*Material provided:*
//! Artifact providers: minified source text and source map JSON by URL
//!
//! Providers are plain fallible synchronous calls. Slow transports and
//! timeouts are the implementor's concern.

use anyhow::{Context, Result};
use parking_lot::RwLock;
use std::collections::HashMap;
use std::path::{Path, PathBuf};

/// Supplies the minified source text served at a URL
pub trait SourceCodeProvider: Send + Sync {
    fn get_source_code(&self, url: &str) -> Result<String>;
}

/// Supplies the raw source map JSON for the script served at a URL
pub trait SourceMapProvider: Send + Sync {
    fn get_source_map_contents_for_url(&self, url: &str) -> Result<String>;
}

/// Artifacts held in memory, keyed by exact URL
#[derive(Debug, Default)]
pub struct InMemoryArtifacts {
    sources: RwLock<HashMap<String, String>>,
    source_maps: RwLock<HashMap<String, String>>,
}

impl InMemoryArtifacts {
    pub fn new() -> Self {
        Self::default()
    }

    pub fn add_source(&self, url: impl Into<String>, source: impl Into<String>) -> &Self {
        self.sources.write().insert(url.into(), source.into());
        self
    }

    pub fn add_source_map(&self, url: impl Into<String>, source_map: impl Into<String>) -> &Self {
        self.source_maps.write().insert(url.into(), source_map.into());
        self
    }
}

impl SourceCodeProvider for InMemoryArtifacts {
    fn get_source_code(&self, url: &str) -> Result<String> {
        self.sources
            .read()
            .get(url)
            .cloned()
            .with_context(|| format!("no source code registered for {}", url))
    }
}

impl SourceMapProvider for InMemoryArtifacts {
    fn get_source_map_contents_for_url(&self, url: &str) -> Result<String> {
        self.source_maps
            .read()
            .get(url)
            .cloned()
            .with_context(|| format!("no source map registered for {}", url))
    }
}

/// Artifacts stored side by side in a local directory
///
/// A URL resolves to the file named by its last path segment, so
/// `https://cdn.example.com/js/app.min.js?v=2` reads `<root>/app.min.js`.
/// The source map is the file named by the script's `//# sourceMappingURL=`
/// comment, or `<file>.map` when the script has none.
#[derive(Debug, Clone)]
pub struct DirectoryArtifacts {
    root: PathBuf,
}

impl DirectoryArtifacts {
    pub fn new(root: impl Into<PathBuf>) -> Self {
        DirectoryArtifacts { root: root.into() }
    }

    fn path_for_url(&self, url: &str) -> Result<PathBuf> {
        let name = file_name_for_url(url)
            .with_context(|| format!("URL has no file name: {}", url))?;
        Ok(self.root.join(name))
    }

    fn source_map_path(&self, script_path: &Path, source: &str) -> PathBuf {
        let referenced = sourcemap::locate_sourcemap_reference_slice(source.as_bytes())
            .ok()
            .flatten()
            .filter(|reference| !reference.get_url().starts_with("data:"))
            .and_then(|reference| file_name_for_url(reference.get_url()).map(str::to_string));

        match referenced {
            Some(name) => self.root.join(name),
            None => {
                let mut name = script_path.as_os_str().to_owned();
                name.push(".map");
                PathBuf::from(name)
            }
        }
    }
}

impl SourceCodeProvider for DirectoryArtifacts {
    fn get_source_code(&self, url: &str) -> Result<String> {
        let path = self.path_for_url(url)?;
        std::fs::read_to_string(&path)
            .with_context(|| format!("failed to read source file: {}", path.display()))
    }
}

impl SourceMapProvider for DirectoryArtifacts {
    fn get_source_map_contents_for_url(&self, url: &str) -> Result<String> {
        let script_path = self.path_for_url(url)?;
        // The script is optional here; without it only the `.map` convention applies
        let source = std::fs::read_to_string(&script_path).unwrap_or_default();
        let map_path = self.source_map_path(&script_path, &source);

        std::fs::read_to_string(&map_path)
            .with_context(|| format!("failed to read source map: {}", map_path.display()))
    }
}

/// Last path segment of a URL, query string and fragment removed
fn file_name_for_url(url: &str) -> Option<&str> {
    let end = url.find(|c: char| c == '?' || c == '#').unwrap_or(url.len());
    url[..end]
        .rsplit(|c: char| c == '/' || c == '\\')
        .next()
        .filter(|name| !name.is_empty() && *name != "." && *name != "..")
}
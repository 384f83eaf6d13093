//! Enclosing-function lookup over a [`FunctionMap`]

use crate::function_map::{FunctionMap, FunctionMapEntry};
use crate::position::SourcePosition;

/// Find the innermost function whose body contains `position`
///
/// Containment is inclusive at both ends. Since nested bodies lie inside their
/// parents, the innermost candidate has the greatest start; among equal starts
/// the smaller end wins, and identical ranges resolve to the first visited.
pub fn get_enclosing_function(
    function_map: &FunctionMap,
    position: SourcePosition,
) -> Option<&FunctionMapEntry> {
    function_map
        .entries()
        .iter()
        .filter(|entry| entry.range().contains(position))
        .fold(None::<&FunctionMapEntry>, |best, entry| match best {
            Some(current) if !is_tighter(entry, current) => Some(current),
            _ => Some(entry),
        })
}

fn is_tighter(candidate: &FunctionMapEntry, current: &FunctionMapEntry) -> bool {
    (candidate.start_source_position, std::cmp::Reverse(candidate.end_source_position))
        > (current.start_source_position, std::cmp::Reverse(current.end_source_position))
}
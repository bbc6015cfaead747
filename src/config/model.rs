// src/config/model.rs

use serde::Deserialize;

use crate::engine::duration::{DEFAULT_DURATION_BASE, DEFAULT_LETTER_OFFSET};
use crate::engine::{LetterRank, SimulationOptions, DEFAULT_STALL_BOUND, DEFAULT_WORKERS};
use crate::types::CyclePolicy;

/// Configuration as read from a TOML file, before validation.
///
/// ```toml
/// [simulation]
/// workers = 5
/// duration_base = 60
/// letter_offset = 64
/// stall_bound = 500
///
/// [graph]
/// on_cycle = "error"
/// ```
///
/// All sections are optional and have reasonable defaults.
#[derive(Debug, Clone, Deserialize, Default)]
pub struct RawConfigFile {
    /// Worker pool and duration settings from `[simulation]`.
    #[serde(default)]
    pub simulation: SimulationSection,

    /// Graph handling from `[graph]`.
    #[serde(default)]
    pub graph: GraphSection,
}

/// Validated configuration. Build it with `ConfigFile::try_from(raw)`.
#[derive(Debug, Clone)]
pub struct ConfigFile {
    pub simulation: SimulationSection,
    pub graph: GraphSection,
}

impl ConfigFile {
    pub(crate) fn new_unchecked(simulation: SimulationSection, graph: GraphSection) -> Self {
        Self { simulation, graph }
    }

    /// Worker pool settings for the parallel simulation.
    pub fn simulation_options(&self) -> SimulationOptions {
        SimulationOptions {
            workers: self.simulation.workers,
            stall_bound: self.simulation.stall_bound,
        }
    }

    /// Duration model described by `[simulation]`.
    pub fn duration_model(&self) -> LetterRank {
        LetterRank::new(self.simulation.duration_base, self.simulation.letter_offset)
    }

    /// Apply command-line overrides and validate the result again.
    pub fn with_overrides(self, overrides: &ConfigOverrides) -> crate::errors::Result<Self> {
        let mut raw = RawConfigFile::from(self);
        let sim = &mut raw.simulation;

        if let Some(workers) = overrides.workers {
            sim.workers = workers;
        }
        if let Some(base) = overrides.duration_base {
            sim.duration_base = base;
        }
        if let Some(offset) = overrides.letter_offset {
            sim.letter_offset = offset;
        }
        if let Some(bound) = overrides.stall_bound {
            sim.stall_bound = bound;
        }
        if let Some(policy) = overrides.on_cycle {
            raw.graph.on_cycle = policy;
        }

        ConfigFile::try_from(raw)
    }
}

impl Default for ConfigFile {
    fn default() -> Self {
        Self::new_unchecked(SimulationSection::default(), GraphSection::default())
    }
}

impl From<ConfigFile> for RawConfigFile {
    fn from(cfg: ConfigFile) -> Self {
        Self {
            simulation: cfg.simulation,
            graph: cfg.graph,
        }
    }
}

/// `[simulation]` section.
#[derive(Debug, Clone, Deserialize)]
pub struct SimulationSection {
    /// Number of simulated workers. Must be >= 1.
    #[serde(default = "default_workers")]
    pub workers: usize,

    /// Fixed cost added to every task's letter rank.
    #[serde(default = "default_duration_base")]
    pub duration_base: u64,

    /// Byte value subtracted from a task id's first byte to get its rank.
    ///
    /// The default of 64 gives `'A'` rank 1.
    #[serde(default = "default_letter_offset")]
    pub letter_offset: u8,

    /// Ticks without any assignment or completion before the simulation
    /// gives up. Must be >= 1.
    #[serde(default = "default_stall_bound")]
    pub stall_bound: u64,
}

fn default_workers() -> usize {
    DEFAULT_WORKERS
}

fn default_duration_base() -> u64 {
    DEFAULT_DURATION_BASE
}

fn default_letter_offset() -> u8 {
    DEFAULT_LETTER_OFFSET
}

fn default_stall_bound() -> u64 {
    DEFAULT_STALL_BOUND
}

impl Default for SimulationSection {
    fn default() -> Self {
        Self {
            workers: default_workers(),
            duration_base: default_duration_base(),
            letter_offset: default_letter_offset(),
            stall_bound: default_stall_bound(),
        }
    }
}

/// `[graph]` section.
#[derive(Debug, Clone, Deserialize, Default)]
pub struct GraphSection {
    /// `"error"` (default) or `"warn"`.
    #[serde(default)]
    pub on_cycle: CyclePolicy,
}

/// Values given on the command line that take precedence over the file.
#[derive(Debug, Clone, Default)]
pub struct ConfigOverrides {
    pub workers: Option<usize>,
    pub duration_base: Option<u64>,
    pub letter_offset: Option<u8>,
    pub stall_bound: Option<u64>,
    pub on_cycle: Option<CyclePolicy>,
}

*About this exercise:* Look through the records above for the string "first", then copy every line that has it.

*Result:*
/// the smaller end wins, and identical ranges resolve to the first visited.
    /// Byte value subtracted from a task id's first byte to get its rank.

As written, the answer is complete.